That's exactly what I said! It really seems that we agree.
(PS> Everybody has to mute their criticism of shit in order to glide along smoothly in the outside world. Everybody.)
"You're the anti-white leftist, I'm not."
Heh heh. Anti-white!
Anyway, I'm not deliberately misunderstanding you, I just want you to go on record. We're both white, so whatever you endure as a white male, I've been through the same. But you've distinguished between us, accusing people like me of conspiring to isolate "people like [you.]"
People who are like you in what way?
"Do you think I'm Dick Nixon?"
I think your paranoia is Nixonian, sure. Didn't you argue that teachers engage in a deliberate campaign to destroy the self-esteem of white schoolchildren in order to swing elections for Democrats so that the teacher's unions can stay strong? I'm pretty sure you said all that like it was the most obviously true thing ever. Correct me if I'm wrong.
"Quite a few of my problems, and those of other living white males, are someone else's fault."
Do you believe that having problems that are other people's fault is a situation unique to white males? Cause that would be an example of the self-soothing fantasy that I argue is HBD's primary draw.
Also, don't you think that dwelling on the problems you have that are other people's fault, instead of your own, is kind of self-indulgent?
"But now that I am being accused of liking to feel that the "suffering" (a word I never used) I endure is "much more unfair" (ditto), I am getting pretty bored."
I never intended to make anyone think that you had used those words verbatim. I'm pretty certain that nothing I wrote would indicate that I was attributing those words to you personally. I used quotation marks because you had used them in the passage I was mirroring.

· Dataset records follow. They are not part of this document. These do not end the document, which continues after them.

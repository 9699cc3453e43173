//! Old-id → new-id tables for additive import and paste.
//!
//! Nodes and groups get fresh identities from an [`IdGenerator`]. Ports are
//! never looked up in a table: their new id is re-derived from the new node
//! id and the port name, which is why port ids must always be
//! `{nodeId}-{name}`.

use crate::id::{Id, IdGenerator};
use std::collections::HashMap;

#[derive(Debug, Default, Clone)]
pub struct IdRemap {
    nodes: HashMap<Id, Id>,
    groups: HashMap<Id, Id>,
}

impl IdRemap {
    pub fn new() -> Self {
        Self::default()
    }

    /// Register a node and mint its replacement.
    pub fn map_node(&mut self, old: Id, ids: &mut dyn IdGenerator) -> Id {
        *self.nodes.entry(old).or_insert_with(|| ids.next_id())
    }

    /// Register a group and mint its replacement.
    pub fn map_group(&mut self, old: Id, ids: &mut dyn IdGenerator) -> Id {
        *self.groups.entry(old).or_insert_with(|| ids.next_id())
    }

    pub fn node(&self, old: Id) -> Option<Id> {
        self.nodes.get(&old).copied()
    }

    pub fn group(&self, old: Id) -> Option<Id> {
        self.groups.get(&old).copied()
    }

    pub fn has_node(&self, old: Id) -> bool {
        self.nodes.contains_key(&old)
    }

    /// Re-derive a connection endpoint port id against the new owner.
    ///
    /// `name` is the port's name when the caller could find the port record;
    /// otherwise the name is recovered by stripping the old node prefix.
    pub fn port(&self, old_node: Id, old_port: Id, name: Option<&str>) -> Option<Id> {
        let new_node = self.node(old_node)?;
        let name = name.or_else(|| old_port.port_name(old_node))?;
        Some(Id::port(new_node, name))
    }
}
pub mod color;
pub mod document;
pub mod error;
pub mod geometry;
pub mod id;
pub mod lint;
pub mod model;
pub mod remap;
pub mod scene;

pub use color::Color;
pub use document::{Document, Imported, encode_snapshot, restore_snapshot};
pub use error::{DocumentError, Result};
pub use geometry::Anchor;
pub use id::{Id, IdGenerator, SequentialIds, UuidIds};
pub use lint::{LintDiagnostic, LintSeverity, lint_document};
pub use model::*;
pub use remap::IdRemap;
pub use scene::{Reparent, SceneGraph};

// Re-export kurbo types so downstream crates don't need a direct dependency
pub use kurbo::{Point, Rect, Vec2};
//! Runner errors

use abm::SimError;
use thiserror::Error;

/// Configuration loading and validation errors
#[derive(Error, Debug)]
pub enum ConfigError {
    #[error("Failed to read config file '{path}': {source}")]
    Io {
        path: String,
        #[source]
        source: std::io::Error,
    },

    #[error("Failed to parse config: {0}")]
    Parse(#[from] serde_json::Error),

    #[error("Invalid config: {0}")]
    Invalid(#[from] SimError),

    #[error("Invalid argument: {0}")]
    Argument(String),
}

#[derive(Error, Debug)]
pub enum RunnerError {
    #[error(transparent)]
    Config(#[from] ConfigError),

    #[error("Simulation failed: {0}")]
    Simulation(#[from] SimError),

    #[error("Trace output failed: {0}")]
    Io(#[from] std::io::Error),
}

pub type RunnerResult<T> = std::result::Result<T, RunnerError>;
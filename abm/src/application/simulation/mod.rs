//! Simulation Framework
//!
//! Provides the round loop and the audit trail for market simulations.
//!
//! # Architecture
//!
//! The market engine coordinates, every round:
//! - A fresh random ordering of the agents
//! - Agent decision making and execution (decide_and_act)
//! - Price impact and stock updates after each successful trade
//! - Round records, flushed to a [`RoundReporter`] once the round completes

mod record;
mod reporter;
mod runner;

pub use record::{KindTotals, RoundRecord, RoundReport, SimulationSummary};
pub use reporter::{NullReporter, RoundReporter};
pub use runner::{BUY_IMPACT, Market, MarketConfig, MarketPhase, SELL_IMPACT};
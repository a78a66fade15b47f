use abm_runner::{CliArgs, cli, final_report, run_simulation, to_cents};

fn main() -> Result<(), Box<dyn std::error::Error>> {
    env_logger::Builder::from_env(env_logger::Env::default().default_filter_or("info")).init();

    let args = match CliArgs::parse(std::env::args().skip(1)) {
        Ok(args) => args,
        Err(e) => {
            eprintln!("Error: {}", e);
            cli::print_help();
            std::process::exit(1);
        }
    };

    if args.help {
        cli::print_help();
        return Ok(());
    }

    let config = args.load_config()?;
    config.validate()?;

    log::info!("Starting ABM simulation");
    log::info!(
        "Population: {} agents ({} random, {} trend followers, {} contrarians, {} optimizing)",
        config.population.total(),
        config.population.random,
        config.population.trend_follower,
        config.population.contrarian,
        config.population.optimizing
    );
    if let Some(seed) = config.seed {
        log::info!("Seed: {}", seed);
    }

    let (market, summary) = run_simulation(&config)?;

    log::info!(
        "Done: {} rounds, {} fills, {} rejected, price range ${:.2} - ${:.2}",
        summary.rounds_completed,
        summary.total_fills,
        summary.total_rejections,
        to_cents(summary.min_price),
        to_cents(summary.max_price)
    );

    print!("{}", final_report(&market));

    Ok(())
}
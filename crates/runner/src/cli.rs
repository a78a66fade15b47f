//! Command line arguments for `abm-sim`

use crate::config::SimulationConfig;
use crate::error::ConfigError;
use std::path::PathBuf;

pub const HELP: &str = r#"ABM Simulator - single-commodity agent-based market

USAGE:
    abm-sim [OPTIONS]

OPTIONS:
    --config <PATH>             Load configuration from JSON file
    --rounds <N>                Number of rounds to simulate
    --seed <N>                  Seed the random number generator
    --population <KIND=N,...>   Override agent counts
                                (random, trend_follower, contrarian, optimizing)
    --trace <PATH>              Write the round trace to a file
    --quiet                     Do not log the round trace
    --help                      Print this help message

ENVIRONMENT VARIABLES:
    RUST_LOG                    Log level filter (default: info)

EXAMPLES:
    # Run with defaults (100 agents, 1000 rounds)
    abm-sim

    # Reproducible short run
    abm-sim --rounds 50 --seed 42

    # Custom population, trace to file only
    abm-sim --population random=10,custom=2 --trace trace.txt --quiet
"#;

pub fn print_help() {
    eprintln!("{}", HELP);
}

/// Parsed command line; every flag overrides the config file
#[derive(Debug, Clone, Default, PartialEq, Eq)]
pub struct CliArgs {
    pub config: Option<PathBuf>,
    pub rounds: Option<i64>,
    pub seed: Option<u64>,
    pub population: Option<String>,
    pub trace: Option<PathBuf>,
    pub quiet: bool,
    pub help: bool,
}

impl CliArgs {
    /// Parse arguments, program name excluded
    pub fn parse<I>(args: I) -> Result<Self, ConfigError>
    where
        I: IntoIterator<Item = String>,
    {
        let mut parsed = Self::default();
        let mut args = args.into_iter();

        while let Some(arg) = args.next() {
            match arg.as_str() {
                "--help" | "-h" => parsed.help = true,
                "--quiet" | "-q" => parsed.quiet = true,
                "--config" | "-c" => {
                    parsed.config = Some(PathBuf::from(value(&mut args, &arg)?));
                }
                "--rounds" | "-r" => {
                    let raw = value(&mut args, &arg)?;
                    parsed.rounds = Some(raw.parse().map_err(|_| {
                        ConfigError::Argument(format!("invalid round count '{raw}'"))
                    })?);
                }
                "--seed" | "-s" => {
                    let raw = value(&mut args, &arg)?;
                    parsed.seed = Some(
                        raw.parse()
                            .map_err(|_| ConfigError::Argument(format!("invalid seed '{raw}'")))?,
                    );
                }
                "--population" | "-p" => parsed.population = Some(value(&mut args, &arg)?),
                "--trace" | "-t" => {
                    parsed.trace = Some(PathBuf::from(value(&mut args, &arg)?));
                }
                other => {
                    return Err(ConfigError::Argument(format!("unknown argument '{other}'")));
                }
            }
        }

        Ok(parsed)
    }

    /// Load the config file (or defaults) and apply the flags on top
    pub fn load_config(&self) -> Result<SimulationConfig, ConfigError> {
        let mut config = match &self.config {
            Some(path) => {
                log::info!("Loading configuration from: {}", path.display());
                SimulationConfig::from_file(path)?
            }
            None => {
                log::info!("Using default configuration");
                SimulationConfig::default()
            }
        };
        self.apply(&mut config)?;
        Ok(config)
    }

    pub fn apply(&self, config: &mut SimulationConfig) -> Result<(), ConfigError> {
        if let Some(rounds) = self.rounds {
            config.rounds = rounds;
        }
        if let Some(seed) = self.seed {
            config.seed = Some(seed);
        }
        if let Some(population) = &self.population {
            config.population.apply_overrides(population)?;
        }
        if let Some(trace) = &self.trace {
            config.report.trace_file = Some(trace.clone());
        }
        if self.quiet {
            config.report.verbose = false;
        }
        Ok(())
    }
}

fn value(args: &mut impl Iterator<Item = String>, flag: &str) -> Result<String, ConfigError> {
    args.next()
        .ok_or_else(|| ConfigError::Argument(format!("{flag} requires a value")))
}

But you're right, I should have used italics or something else, instead, to avoid confusion.
However, the subtext of your writing does appear to be that condition of being a white male today is that most of your problems are somebody else's fault and your life is more unfair than everybody else's life. I see no reason not to stand by that interpretation, as it sincerely seems to me that that's what you believe.
Again, correct me if I'm wrong. I'm not trying to misrepresent you.
Do you think it's reasonable to state that the above -- life is more unfair to you and it's somebody else's fault -- is a comforting thing to believe? And that it is tempting to believe this thing even if it isn't true? And that it's plausible that groups of people would coalesce to share some version of this fantasy, to reinforce for each other the belief that this fantasy is real?
@ Lucille
"Dave:
Can you explain your contention that (all? most of?) the changes in society since that time have been "organic"?"
Sure. The gist of it is that a lot of people were unsatisfied with the ordering of society during the 50s and 60s, and the social controls in place were not stronger than their dissatisfaction. The malcontents won.
So, when One, or others argue that they want to go back to Pleasantville, but have it last forever this time, they seem to be arguing one of two things:
1. We'll go back to the way things were, but this time, it will be different because everyone will love it. There will not be the same amount of dissatisfaction.
Or:
2. We'll go back to the way things were, but this time, we'll have much stronger social controls keeping the malcontents in their place.
Option 1 seems like magical thinking. For Option 2, I'd say that part of what makes Pleasantville seem so pleasant is the (relatively) weak social controls. If you change that element of it, you might find that you don't actually like it so much.
It's fun to watch lefties try to psychoanalyze HBDers and their motives. Psychoanalysis is their defense mechanism against confronting the appalling possibility that HBD *might actually be onto something*... something that liberals find unbearably unpalatable.
I sort of sympathize with the liberals actually -- I hope with all my heart that HBD is wrong. But it has terrifyingly accurate explanatory power.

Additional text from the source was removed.